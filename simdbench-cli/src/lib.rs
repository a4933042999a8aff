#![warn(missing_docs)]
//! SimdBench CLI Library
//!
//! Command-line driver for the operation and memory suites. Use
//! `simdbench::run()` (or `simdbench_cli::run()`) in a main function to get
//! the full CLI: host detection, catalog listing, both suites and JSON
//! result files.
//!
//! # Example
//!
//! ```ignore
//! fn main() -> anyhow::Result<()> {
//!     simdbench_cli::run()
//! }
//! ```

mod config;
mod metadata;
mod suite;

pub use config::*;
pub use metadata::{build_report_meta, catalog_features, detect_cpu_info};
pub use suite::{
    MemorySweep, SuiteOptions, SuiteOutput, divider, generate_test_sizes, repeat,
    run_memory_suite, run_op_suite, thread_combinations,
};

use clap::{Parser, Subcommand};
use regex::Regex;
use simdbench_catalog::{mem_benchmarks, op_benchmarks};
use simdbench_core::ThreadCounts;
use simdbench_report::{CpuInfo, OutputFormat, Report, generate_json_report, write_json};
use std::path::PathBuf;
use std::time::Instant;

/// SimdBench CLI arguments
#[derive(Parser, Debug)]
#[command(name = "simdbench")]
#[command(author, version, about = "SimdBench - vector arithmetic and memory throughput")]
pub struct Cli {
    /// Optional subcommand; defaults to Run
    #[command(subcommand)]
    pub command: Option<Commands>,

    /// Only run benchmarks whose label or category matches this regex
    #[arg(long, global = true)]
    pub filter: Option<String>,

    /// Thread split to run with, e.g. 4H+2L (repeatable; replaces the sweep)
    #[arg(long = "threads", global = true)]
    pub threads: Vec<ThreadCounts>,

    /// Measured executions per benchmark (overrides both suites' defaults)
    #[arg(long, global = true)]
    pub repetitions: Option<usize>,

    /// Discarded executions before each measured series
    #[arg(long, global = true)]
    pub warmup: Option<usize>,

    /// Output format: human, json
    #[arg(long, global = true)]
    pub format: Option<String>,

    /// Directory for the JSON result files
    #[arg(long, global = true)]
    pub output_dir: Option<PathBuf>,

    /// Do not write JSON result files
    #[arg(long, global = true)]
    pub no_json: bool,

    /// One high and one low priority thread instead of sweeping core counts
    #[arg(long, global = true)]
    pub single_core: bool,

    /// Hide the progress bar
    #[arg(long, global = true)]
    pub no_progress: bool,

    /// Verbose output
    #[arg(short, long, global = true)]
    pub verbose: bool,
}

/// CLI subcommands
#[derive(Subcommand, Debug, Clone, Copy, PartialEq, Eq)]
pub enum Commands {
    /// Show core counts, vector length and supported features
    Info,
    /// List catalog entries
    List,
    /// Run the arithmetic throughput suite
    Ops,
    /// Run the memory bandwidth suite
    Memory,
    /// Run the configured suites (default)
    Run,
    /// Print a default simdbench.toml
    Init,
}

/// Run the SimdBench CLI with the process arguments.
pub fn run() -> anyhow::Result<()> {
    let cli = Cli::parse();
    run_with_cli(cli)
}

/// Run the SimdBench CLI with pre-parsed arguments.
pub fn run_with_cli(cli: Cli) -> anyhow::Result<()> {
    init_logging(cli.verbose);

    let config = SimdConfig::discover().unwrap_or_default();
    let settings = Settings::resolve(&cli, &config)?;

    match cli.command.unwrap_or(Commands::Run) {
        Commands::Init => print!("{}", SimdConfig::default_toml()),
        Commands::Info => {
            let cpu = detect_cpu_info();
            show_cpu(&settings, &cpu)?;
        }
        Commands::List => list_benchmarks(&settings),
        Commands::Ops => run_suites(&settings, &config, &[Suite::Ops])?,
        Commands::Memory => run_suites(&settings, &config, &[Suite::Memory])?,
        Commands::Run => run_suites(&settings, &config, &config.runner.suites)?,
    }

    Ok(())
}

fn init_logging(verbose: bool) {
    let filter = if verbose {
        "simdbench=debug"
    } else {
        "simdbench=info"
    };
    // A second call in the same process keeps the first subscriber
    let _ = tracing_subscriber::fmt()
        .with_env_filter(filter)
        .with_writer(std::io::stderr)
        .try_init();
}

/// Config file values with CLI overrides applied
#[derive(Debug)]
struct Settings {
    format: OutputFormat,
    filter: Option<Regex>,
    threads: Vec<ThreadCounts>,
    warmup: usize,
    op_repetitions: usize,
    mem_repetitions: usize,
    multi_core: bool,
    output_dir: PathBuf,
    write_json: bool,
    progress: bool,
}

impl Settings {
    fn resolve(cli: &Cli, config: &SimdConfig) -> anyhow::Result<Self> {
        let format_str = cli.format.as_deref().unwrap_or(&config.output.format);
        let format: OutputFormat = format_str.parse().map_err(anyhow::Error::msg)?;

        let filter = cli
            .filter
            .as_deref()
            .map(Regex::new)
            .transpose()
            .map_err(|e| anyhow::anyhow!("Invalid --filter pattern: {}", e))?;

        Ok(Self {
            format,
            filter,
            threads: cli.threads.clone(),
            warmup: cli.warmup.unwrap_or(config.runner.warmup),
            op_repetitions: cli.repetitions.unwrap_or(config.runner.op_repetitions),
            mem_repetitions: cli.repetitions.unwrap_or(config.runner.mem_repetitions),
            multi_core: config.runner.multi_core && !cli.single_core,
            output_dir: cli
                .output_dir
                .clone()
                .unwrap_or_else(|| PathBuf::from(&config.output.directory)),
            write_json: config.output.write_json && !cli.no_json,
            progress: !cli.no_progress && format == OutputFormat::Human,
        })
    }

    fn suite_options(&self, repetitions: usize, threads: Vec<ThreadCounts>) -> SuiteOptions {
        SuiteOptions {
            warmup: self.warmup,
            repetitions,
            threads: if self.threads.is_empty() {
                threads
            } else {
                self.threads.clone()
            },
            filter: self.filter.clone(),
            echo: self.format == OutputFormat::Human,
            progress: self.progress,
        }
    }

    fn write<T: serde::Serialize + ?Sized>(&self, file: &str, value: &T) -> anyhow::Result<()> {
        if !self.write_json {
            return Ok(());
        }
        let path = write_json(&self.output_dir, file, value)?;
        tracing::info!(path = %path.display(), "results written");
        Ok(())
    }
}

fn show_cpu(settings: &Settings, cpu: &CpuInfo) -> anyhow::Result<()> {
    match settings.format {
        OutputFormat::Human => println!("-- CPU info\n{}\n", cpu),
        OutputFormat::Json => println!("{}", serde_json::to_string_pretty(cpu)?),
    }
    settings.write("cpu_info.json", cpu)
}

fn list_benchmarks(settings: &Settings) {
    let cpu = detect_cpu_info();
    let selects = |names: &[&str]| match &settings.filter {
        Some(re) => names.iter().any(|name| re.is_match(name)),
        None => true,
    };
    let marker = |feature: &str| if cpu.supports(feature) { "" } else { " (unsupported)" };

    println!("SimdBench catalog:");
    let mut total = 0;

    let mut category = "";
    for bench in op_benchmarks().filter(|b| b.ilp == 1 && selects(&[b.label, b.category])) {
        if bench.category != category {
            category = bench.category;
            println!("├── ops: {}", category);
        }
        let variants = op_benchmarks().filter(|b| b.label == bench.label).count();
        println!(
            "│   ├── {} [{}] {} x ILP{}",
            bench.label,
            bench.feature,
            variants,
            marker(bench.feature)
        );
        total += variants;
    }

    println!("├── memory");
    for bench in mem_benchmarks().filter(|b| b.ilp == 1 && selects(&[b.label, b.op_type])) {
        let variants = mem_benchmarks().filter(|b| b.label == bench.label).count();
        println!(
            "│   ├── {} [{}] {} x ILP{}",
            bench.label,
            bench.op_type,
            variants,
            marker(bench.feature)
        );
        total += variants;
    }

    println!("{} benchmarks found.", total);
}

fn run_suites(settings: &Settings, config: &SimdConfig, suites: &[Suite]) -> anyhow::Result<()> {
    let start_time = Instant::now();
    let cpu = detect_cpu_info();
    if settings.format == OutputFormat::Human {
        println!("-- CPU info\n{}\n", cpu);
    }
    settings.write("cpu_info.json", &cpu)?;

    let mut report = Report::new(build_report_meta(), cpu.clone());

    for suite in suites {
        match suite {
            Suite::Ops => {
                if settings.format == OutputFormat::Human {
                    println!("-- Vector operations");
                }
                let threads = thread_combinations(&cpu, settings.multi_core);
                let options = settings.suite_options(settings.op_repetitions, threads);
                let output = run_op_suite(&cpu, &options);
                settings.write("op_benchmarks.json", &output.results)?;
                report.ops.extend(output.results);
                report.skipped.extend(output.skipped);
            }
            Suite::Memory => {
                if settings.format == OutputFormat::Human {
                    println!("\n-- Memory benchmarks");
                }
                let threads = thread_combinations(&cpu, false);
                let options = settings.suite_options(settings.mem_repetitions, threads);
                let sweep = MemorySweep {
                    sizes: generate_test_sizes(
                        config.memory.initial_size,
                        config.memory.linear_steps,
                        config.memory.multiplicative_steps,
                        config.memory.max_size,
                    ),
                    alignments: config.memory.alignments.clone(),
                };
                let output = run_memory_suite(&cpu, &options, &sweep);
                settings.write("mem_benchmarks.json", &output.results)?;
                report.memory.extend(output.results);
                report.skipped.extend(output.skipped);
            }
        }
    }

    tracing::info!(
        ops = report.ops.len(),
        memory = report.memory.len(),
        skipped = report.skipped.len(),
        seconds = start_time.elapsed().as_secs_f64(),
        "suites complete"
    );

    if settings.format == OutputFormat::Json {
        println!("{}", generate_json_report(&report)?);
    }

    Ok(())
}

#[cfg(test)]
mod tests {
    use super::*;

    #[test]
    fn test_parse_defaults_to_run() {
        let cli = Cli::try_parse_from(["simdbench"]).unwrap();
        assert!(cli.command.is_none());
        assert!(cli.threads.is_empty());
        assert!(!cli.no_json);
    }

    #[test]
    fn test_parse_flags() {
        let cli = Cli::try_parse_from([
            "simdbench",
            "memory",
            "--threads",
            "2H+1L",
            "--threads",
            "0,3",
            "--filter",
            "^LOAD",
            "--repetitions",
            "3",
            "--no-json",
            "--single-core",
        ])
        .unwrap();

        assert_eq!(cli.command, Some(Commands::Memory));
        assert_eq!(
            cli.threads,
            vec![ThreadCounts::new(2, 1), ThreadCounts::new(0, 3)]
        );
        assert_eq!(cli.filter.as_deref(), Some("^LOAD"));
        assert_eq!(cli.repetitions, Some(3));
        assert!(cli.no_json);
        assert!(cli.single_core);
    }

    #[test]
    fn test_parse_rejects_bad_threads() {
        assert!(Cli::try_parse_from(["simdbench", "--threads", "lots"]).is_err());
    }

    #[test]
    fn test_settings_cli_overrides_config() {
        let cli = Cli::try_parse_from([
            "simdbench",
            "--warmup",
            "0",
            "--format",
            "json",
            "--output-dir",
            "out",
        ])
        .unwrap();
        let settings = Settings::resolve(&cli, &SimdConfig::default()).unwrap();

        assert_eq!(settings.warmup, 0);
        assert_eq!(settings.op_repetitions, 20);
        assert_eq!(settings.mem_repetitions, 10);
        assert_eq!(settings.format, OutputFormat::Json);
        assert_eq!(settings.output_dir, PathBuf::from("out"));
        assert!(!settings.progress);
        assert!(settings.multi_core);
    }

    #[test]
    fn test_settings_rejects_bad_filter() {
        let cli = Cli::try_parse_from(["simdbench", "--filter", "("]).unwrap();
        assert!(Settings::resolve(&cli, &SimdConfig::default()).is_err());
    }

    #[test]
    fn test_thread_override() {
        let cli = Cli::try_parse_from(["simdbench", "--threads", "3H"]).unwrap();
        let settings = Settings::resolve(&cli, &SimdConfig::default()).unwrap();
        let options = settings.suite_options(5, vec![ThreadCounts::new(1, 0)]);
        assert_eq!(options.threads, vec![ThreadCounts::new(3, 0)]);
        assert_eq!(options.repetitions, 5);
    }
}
■ ■ ■ ■ ■
— Problem statement —
Every line of the entries above that holds "CpuInfo" should be copied out.

— Response area —
use simdbench_report::{CpuInfo, OutputFormat, Report, generate_json_report, write_json};
fn show_cpu(settings: &Settings, cpu: &CpuInfo) -> anyhow::Result<()> {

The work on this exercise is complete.